Laparoscopy was first described in the beginning of the 20th century as a valuable adjunct to the diagnosis of diseases of the abdominal cavity. At present, laparoscopic surgery is reputed as one of the most effective diagnostic and therapeutic tools in general surgery. The benefits of laparoscopy versus open surgery include several advantages such as less post-operative pain, shorter recovery time and less post-operative scarring (1). However, it must also be pointed out, that there are a number of complications, which may occur after laparoscopy. It is known that pneumoperitoneum, which is created for adequate visualization of the organs during laparoscopy, increases intra-abdominal pressure. The latter reduces organ perfusion and this is associated with splanchnic ischemia/reperfusion (I/R) injury and oxidative stress (2-6). The level of injury is dependent on the magnitude of the pressure and application time (7). It has been confirmed that increasing intra-abdominal pressure from 10 to 15 mmHg, decreases blood flow in the stomach by 40%, the duodenum by 11%, the jejunum by 32%, the colon by 44%, the liver by 39% and the parietal peritoneum by 60% (2).

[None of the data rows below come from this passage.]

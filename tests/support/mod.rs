#![allow(dead_code)]

use std::collections::{HashMap, HashSet};
use std::path::{Path, PathBuf};
use std::sync::atomic::{AtomicUsize, Ordering};
use std::sync::{Arc, Mutex};
use std::time::Duration;

use anyhow::Result;
use async_trait::async_trait;
use invoice_archiver::archive::ObjectStore;
use invoice_archiver::browser::{
    BrowserLauncher, BrowserSession, DownloadCandidate, ElementQuery, LaunchOptions,
};
use invoice_archiver::credentials::CredentialStore;
use invoice_archiver::provider::Provider;
use secrecy::SecretString;

/// The OpenAI provider with waits shortened for tests.
pub fn fast_provider() -> Provider {
    Provider {
        settle: Duration::ZERO,
        poll_interval: Duration::from_millis(5),
        ..Provider::openai()
    }
}

pub fn candidate(index: usize, label: &str, context: &str) -> DownloadCandidate {
    DownloadCandidate {
        index,
        label: label.to_string(),
        context: context.to_string(),
        href: None,
        has_download_attr: false,
    }
}

#[derive(Debug, Default)]
struct State {
    url: Option<String>,
    present: HashSet<ElementQuery>,
    secret_query: Option<ElementQuery>,
    secret_filled: bool,
    redirect_after_login: Option<String>,
    /// Elements that appear once the secret has been submitted.
    shown_after_login: Vec<ElementQuery>,
    /// Elements that appear when a given element is clicked.
    reveals: HashMap<ElementQuery, Vec<ElementQuery>>,
    failing_screenshots: bool,
    candidates: Vec<DownloadCandidate>,
    payloads: HashMap<usize, Vec<u8>>,
    visited: Vec<String>,
    fills: Vec<(String, String)>,
    clicks: Vec<ElementQuery>,
    screenshots: Vec<PathBuf>,
    closed: bool,
}

/// An in-memory page that follows a provider's login form.
///
/// The login inputs and buttons are present from the start unless
/// [`ScriptedBrowser::with_landing_page`] hides them. Submitting after the
/// secret has been filled moves the page to the configured redirect URL;
/// without one the page stays on the login screen.
#[derive(Debug, Clone, Default)]
pub struct ScriptedBrowser {
    state: Arc<Mutex<State>>,
}

impl ScriptedBrowser {
    pub fn new(provider: &Provider) -> Self {
        let present = [
            provider.identity_input,
            provider.identity_submit,
            provider.secret_input,
            provider.secret_submit,
        ]
        .into_iter()
        .filter_map(|queries| queries.first().copied())
        .collect();

        Self {
            state: Arc::new(Mutex::new(State {
                present,
                secret_query: provider.secret_input.first().copied(),
                redirect_after_login: Some("https://platform.openai.com/playground".to_string()),
                ..State::default()
            })),
        }
    }

    pub fn with_redirect(self, url: Option<&str>) -> Self {
        self.state.lock().unwrap().redirect_after_login = url.map(str::to_string);
        self
    }

    /// Hide the email field behind a landing "Log in" button and a
    /// "Continue with email" choice.
    pub fn with_landing_page(self, provider: &Provider) -> Self {
        {
            let mut state = self.state.lock().unwrap();
            let (Some(landing), Some(email_choice), Some(identity)) = (
                provider.landing_login.first().copied(),
                provider.continue_with_email.first().copied(),
                provider.identity_input.first().copied(),
            ) else {
                panic!("provider has no landing page selectors");
            };
            state.present.remove(&identity);
            state.present.insert(landing);
            state.reveals.insert(landing, vec![email_choice]);
            state.reveals.insert(email_choice, vec![identity]);
        }
        self
    }

    /// Show a one-time-code input instead of redirecting after login.
    pub fn with_code_prompt(self, provider: &Provider) -> Self {
        {
            let mut state = self.state.lock().unwrap();
            state.redirect_after_login = None;
            state.shown_after_login = provider
                .challenge_markers
                .first()
                .copied()
                .into_iter()
                .collect();
        }
        self
    }

    pub fn with_failing_screenshots(self) -> Self {
        self.state.lock().unwrap().failing_screenshots = true;
        self
    }

    pub fn with_candidates(self, candidates: Vec<DownloadCandidate>) -> Self {
        self.state.lock().unwrap().candidates = candidates;
        self
    }

    pub fn with_payload(self, index: usize, bytes: &[u8]) -> Self {
        self.set_payload(index, bytes);
        self
    }

    pub fn set_payload(&self, index: usize, bytes: &[u8]) {
        self.state
            .lock()
            .unwrap()
            .payloads
            .insert(index, bytes.to_vec());
    }

    pub fn visited(&self) -> Vec<String> {
        self.state.lock().unwrap().visited.clone()
    }

    pub fn fills(&self) -> Vec<(String, String)> {
        self.state.lock().unwrap().fills.clone()
    }

    pub fn clicks(&self) -> Vec<ElementQuery> {
        self.state.lock().unwrap().clicks.clone()
    }

    pub fn screenshots(&self) -> Vec<PathBuf> {
        self.state.lock().unwrap().screenshots.clone()
    }

    pub fn closed(&self) -> bool {
        self.state.lock().unwrap().closed
    }
}

#[async_trait]
impl BrowserSession for ScriptedBrowser {
    async fn goto(&self, url: &str) -> Result<()> {
        let mut state = self.state.lock().unwrap();
        state.visited.push(url.to_string());
        state.url = Some(url.to_string());
        Ok(())
    }

    async fn current_url(&self) -> Result<Option<String>> {
        Ok(self.state.lock().unwrap().url.clone())
    }

    async fn exists(&self, queries: &[ElementQuery]) -> Result<bool> {
        let state = self.state.lock().unwrap();
        Ok(queries.iter().any(|q| state.present.contains(q)))
    }

    async fn click(&self, queries: &[ElementQuery]) -> Result<bool> {
        let mut state = self.state.lock().unwrap();
        let Some(query) = queries.iter().find(|q| state.present.contains(*q)).copied() else {
            return Ok(false);
        };
        state.clicks.push(query);
        if let Some(revealed) = state.reveals.get(&query).cloned() {
            state.present.extend(revealed);
        }
        if state.secret_filled {
            if let Some(redirect) = state.redirect_after_login.clone() {
                state.url = Some(redirect);
            }
            let shown = state.shown_after_login.clone();
            state.present.extend(shown);
        }
        Ok(true)
    }

    async fn fill(&self, queries: &[ElementQuery], value: &str) -> Result<bool> {
        let mut state = self.state.lock().unwrap();
        let Some(query) = queries.iter().find(|q| state.present.contains(*q)).copied() else {
            return Ok(false);
        };
        state.fills.push((query.selector.to_string(), value.to_string()));
        if state.secret_query == Some(query) {
            state.secret_filled = true;
        }
        Ok(true)
    }

    async fn download_candidates(&self) -> Result<Vec<DownloadCandidate>> {
        Ok(self.state.lock().unwrap().candidates.clone())
    }

    async fn download(&self, candidate: &DownloadCandidate, _timeout: Duration) -> Result<Vec<u8>> {
        let state = self.state.lock().unwrap();
        match state.payloads.get(&candidate.index) {
            Some(bytes) => Ok(bytes.clone()),
            None => anyhow::bail!("no file appeared for element {}", candidate.index),
        }
    }

    async fn screenshot(&self, path: &Path) -> Result<()> {
        if self.state.lock().unwrap().failing_screenshots {
            anyhow::bail!("Page.captureScreenshot: target closed");
        }
        std::fs::write(path, b"\x89PNG scripted")?;
        self.state.lock().unwrap().screenshots.push(path.to_path_buf());
        Ok(())
    }

    async fn close(&self) -> Result<()> {
        self.state.lock().unwrap().closed = true;
        Ok(())
    }
}

/// Hands out clones of one scripted browser and counts launches.
#[derive(Debug, Default)]
pub struct ScriptedLauncher {
    browser: ScriptedBrowser,
    launches: AtomicUsize,
    fail: bool,
}

impl ScriptedLauncher {
    pub fn new(browser: ScriptedBrowser) -> Self {
        Self {
            browser,
            launches: AtomicUsize::new(0),
            fail: false,
        }
    }

    pub fn failing() -> Self {
        Self {
            fail: true,
            ..Self::default()
        }
    }

    pub fn launches(&self) -> usize {
        self.launches.load(Ordering::SeqCst)
    }
}

#[async_trait]
impl BrowserLauncher for ScriptedLauncher {
    async fn launch(&self, _options: &LaunchOptions) -> Result<Box<dyn BrowserSession>> {
        self.launches.fetch_add(1, Ordering::SeqCst);
        if self.fail {
            anyhow::bail!("Chrome/Chromium not found");
        }
        Ok(Box::new(self.browser.clone()))
    }
}

#[derive(Debug, Clone, PartialEq, Eq)]
pub struct StoredObject {
    pub bucket: String,
    pub key: String,
    pub body: Vec<u8>,
    pub content_type: String,
}

#[derive(Debug, Default)]
pub struct MemoryObjectStore {
    objects: Mutex<Vec<StoredObject>>,
    fail: bool,
}

impl MemoryObjectStore {
    pub fn new() -> Self {
        Self::default()
    }

    pub fn failing() -> Self {
        Self {
            fail: true,
            ..Self::default()
        }
    }

    pub fn objects(&self) -> Vec<StoredObject> {
        self.objects.lock().unwrap().clone()
    }
}

#[async_trait]
impl ObjectStore for MemoryObjectStore {
    async fn put_object(
        &self,
        bucket: &str,
        key: &str,
        body: Vec<u8>,
        content_type: &str,
    ) -> Result<()> {
        if self.fail {
            anyhow::bail!("AccessDenied: not authorized to perform s3:PutObject");
        }
        self.objects.lock().unwrap().push(StoredObject {
            bucket: bucket.to_string(),
            key: key.to_string(),
            body,
            content_type: content_type.to_string(),
        });
        Ok(())
    }
}

#[derive(Debug, Default)]
pub struct StaticCredentialStore {
    values: HashMap<String, String>,
}

impl StaticCredentialStore {
    pub fn new<'a>(pairs: impl IntoIterator<Item = (&'a str, &'a str)>) -> Self {
        Self {
            values: pairs
                .into_iter()
                .map(|(k, v)| (k.to_string(), v.to_string()))
                .collect(),
        }
    }
}

#[async_trait]
impl CredentialStore for StaticCredentialStore {
    async fn get(&self, key: &str) -> Result<Option<SecretString>> {
        Ok(self
            .values
            .get(key)
            .map(|v| SecretString::from(v.clone())))
    }

    fn describe(&self) -> String {
        "static".to_string()
    }
}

Numerous reports are available in the literature concerning the formation of excessive amounts of oxygen-derived free radicals in ischemic reperfused tissues. Many vital organs including the brain, lung, heart, liver, kidney, intestine, gastric mucosa and stomach can be subjected to I/R injury; and it seems that oxygen free radicals play a major role in the pathogenesis of the cellular injury (8,9).

Several strategies for the prevention of pneumoperitoneum-induced oxidative stress, such as preconditioning and postconditioning, Trendelenburg positioning and insufflation with helium, have been introduced in recent years, showing promising results (5,7,10-12). Postconditioning, which comprises short ischemia periods applied at the time of reperfusion was first described in a canine model (13) and demonstrated protective effect against reperfusion injury. Despite the positive scientific reports regarding the effects of postconditioning, there is still limited understanding of the application and different regimens. In addition, prevention of the negative effects of pneumoperitoneum remains a problematic issue in laparoscopic surgery. Recently authors reported the effect of a 10-min ischemia postconditioning regimen (with 5 min of each-desufflation and insufflation), after pneumoperitoneum (7). The effect of postconditioning was evaluated by blood level analysis of oxidative stress markers and assessment of tissue morphology in animal models, which were initially established by our group (14). In the present study, we used a similar animal model and comparatively assessed two 10-min postconditioning regimens: a) Desufflation/insufflation for 5 min each; b) desufflation/insufflation for 2.5 min each-repeated twice (2 cycles). Furthermore, we analyzed levels of blood oxidative stress markers at three different time points after pneumoperitoneum (30 min, 2 and 6 h).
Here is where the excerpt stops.